## PROBLEM TO SOLVE:
Tell how many lines of the data include the word "struct". Nothing but the number belongs in the answer.

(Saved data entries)

//! Persistent rows: services, service providers, and models.
//!
//! These mirror the datastore tables. Dispatch reads them; the admin API and
//! plugin discovery write them.

use chrono::{DateTime, Utc};
use serde::{Deserialize, Serialize};

use super::request::HybridPolicy;

/// Whether a provider's inference runs locally or in a cloud.
#[derive(Debug, Clone, Copy, PartialEq, Eq, Serialize, Deserialize)]
#[serde(rename_all = "lowercase")]
pub enum ServiceSource {
    /// Locally installed engine.
    Local,
    /// Remote cloud API.
    Remote,
}

impl ServiceSource {
    /// The stable column value.
    pub fn as_str(self) -> &'static str {
        match self {
            Self::Local => "local",
            Self::Remote => "remote",
        }
    }

    /// Parse a column value.
    pub fn parse(value: &str) -> Option<Self> {
        match value {
            "local" => Some(Self::Local),
            "remote" => Some(Self::Remote),
            _ => None,
        }
    }
}

/// How a provider was registered.
#[derive(Debug, Clone, Copy, PartialEq, Eq, Serialize, Deserialize)]
#[serde(rename_all = "lowercase")]
pub enum ProviderScope {
    /// Shipped with the gateway.
    Builtin,
    /// Discovered from a plugin manifest.
    Plugin,
}

impl ProviderScope {
    /// The stable column value.
    pub fn as_str(self) -> &'static str {
        match self {
            Self::Builtin => "builtin",
            Self::Plugin => "plugin",
        }
    }

    /// Parse a column value.
    pub fn parse(value: &str) -> Option<Self> {
        match value {
            "builtin" => Some(Self::Builtin),
            "plugin" => Some(Self::Plugin),
            _ => None,
        }
    }
}

/// Download state of a model row. Dispatch considers only `Downloaded`.
#[derive(Debug, Clone, Copy, PartialEq, Eq, Serialize, Deserialize)]
#[serde(rename_all = "lowercase")]
pub enum ModelStatus {
    /// Pull in progress.
    Downloading,
    /// Ready to serve.
    Downloaded,
    /// Pull failed.
    Failed,
}

impl ModelStatus {
    /// The stable column value.
    pub fn as_str(self) -> &'static str {
        match self {
            Self::Downloading => "downloading",
            Self::Downloaded => "downloaded",
            Self::Failed => "failed",
        }
    }

    /// Parse a column value.
    pub fn parse(value: &str) -> Option<Self> {
        match value {
            "downloading" => Some(Self::Downloading),
            "downloaded" => Some(Self::Downloaded),
            "failed" => Some(Self::Failed),
            _ => None,
        }
    }
}

/// An installed service and its routing preferences.
#[derive(Debug, Clone, Serialize, Deserialize)]
pub struct ServiceRecord {
    /// Service name (chat, embed, ...).
    pub name: String,
    /// Local/remote preference applied when the caller does not specify one.
    pub hybrid_policy: HybridPolicy,
    /// Preferred remote provider name.
    pub remote_provider: Option<String>,
    /// Preferred local provider name.
    pub local_provider: Option<String>,
    /// Row status; 1 = healthy.
    pub status: i64,
    /// Creation time.
    pub created_at: DateTime<Utc>,
    /// Last mutation time.
    pub updated_at: DateTime<Utc>,
}

impl ServiceRecord {
    /// A fresh healthy record.
    pub fn new(name: impl Into<String>) -> Self {
        let now = Utc::now();
        Self {
            name: name.into(),
            hybrid_policy: HybridPolicy::Default,
            remote_provider: None,
            local_provider: None,
            status: 1,
            created_at: now,
            updated_at: now,
        }
    }
}

/// A registered provider instance.
#[derive(Debug, Clone, Serialize, Deserialize)]
pub struct ServiceProviderRecord {
    /// Unique provider name.
    pub provider_name: String,
    /// Service this provider serves.
    pub service_name: String,
    /// Where the provider's inference runs.
    pub service_source: ServiceSource,
    /// API flavor of the provider.
    pub flavor: String,
    /// Authentication style (`none`, `apikey`, ...).
    pub auth_type: String,
    /// Credential forwarded to the provider verbatim.
    pub auth_key: String,
    /// Backend URL.
    pub url: String,
    /// Registration scope.
    pub scope: ProviderScope,
    /// Extra provider properties as a JSON object string.
    pub properties: String,
    /// Row status; 1 = healthy.
    pub status: i64,
    /// Last mutation time.
    pub updated_at: DateTime<Utc>,
}

impl ServiceProviderRecord {
    /// A minimal healthy record; the builder methods fill the rest.
    pub fn new(
        provider_name: impl Into<String>,
        service_name: impl Into<String>,
        source: ServiceSource,
    ) -> Self {
        Self {
            provider_name: provider_name.into(),
            service_name: service_name.into(),
            service_source: source,
            flavor: String::new(),
            auth_type: "none".to_string(),
            auth_key: String::new(),
            url: String::new(),
            scope: ProviderScope::Builtin,
            properties: "{}".to_string(),
            status: 1,
            updated_at: Utc::now(),
        }
    }

    /// Set the flavor.
    #[must_use]
    pub fn with_flavor(mut self, flavor: impl Into<String>) -> Self {
        self.flavor = flavor.into();
        self
    }

    /// Set the registration scope.
    #[must_use]
    pub fn with_scope(mut self, scope: ProviderScope) -> Self {
        self.scope = scope;
        self
    }

    /// Set the backend URL.
    #[must_use]
    pub fn with_url(mut self, url: impl Into<String>) -> Self {
        self.url = url.into();
        self
    }
}

/// A model known to the gateway.
#[derive(Debug, Clone, Serialize, Deserialize)]
pub struct ModelRecord {
    /// Model name as the provider knows it.
    pub model_name: String,
    /// Owning provider.
    pub provider_name: String,
    /// Service the model serves.
    pub service_name: String,
    /// Where the model runs.
    pub service_source: ServiceSource,
    /// Download state.
    pub status: ModelStatus,
    /// Preferred default for its service.
    pub is_default: bool,
    /// Last mutation time.
    pub updated_at: DateTime<Utc>,
}

impl ModelRecord {
    /// A downloaded, non-default record.
    pub fn downloaded(
        model_name: impl Into<String>,
        provider_name: impl Into<String>,
        service_name: impl Into<String>,
        source: ServiceSource,
    ) -> Self {
        Self {
            model_name: model_name.into(),
            provider_name: provider_name.into(),
            service_name: service_name.into(),
            service_source: source,
            status: ModelStatus::Downloaded,
            is_default: false,
            updated_at: Utc::now(),
        }
    }
}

## RESPONSE AREA:
3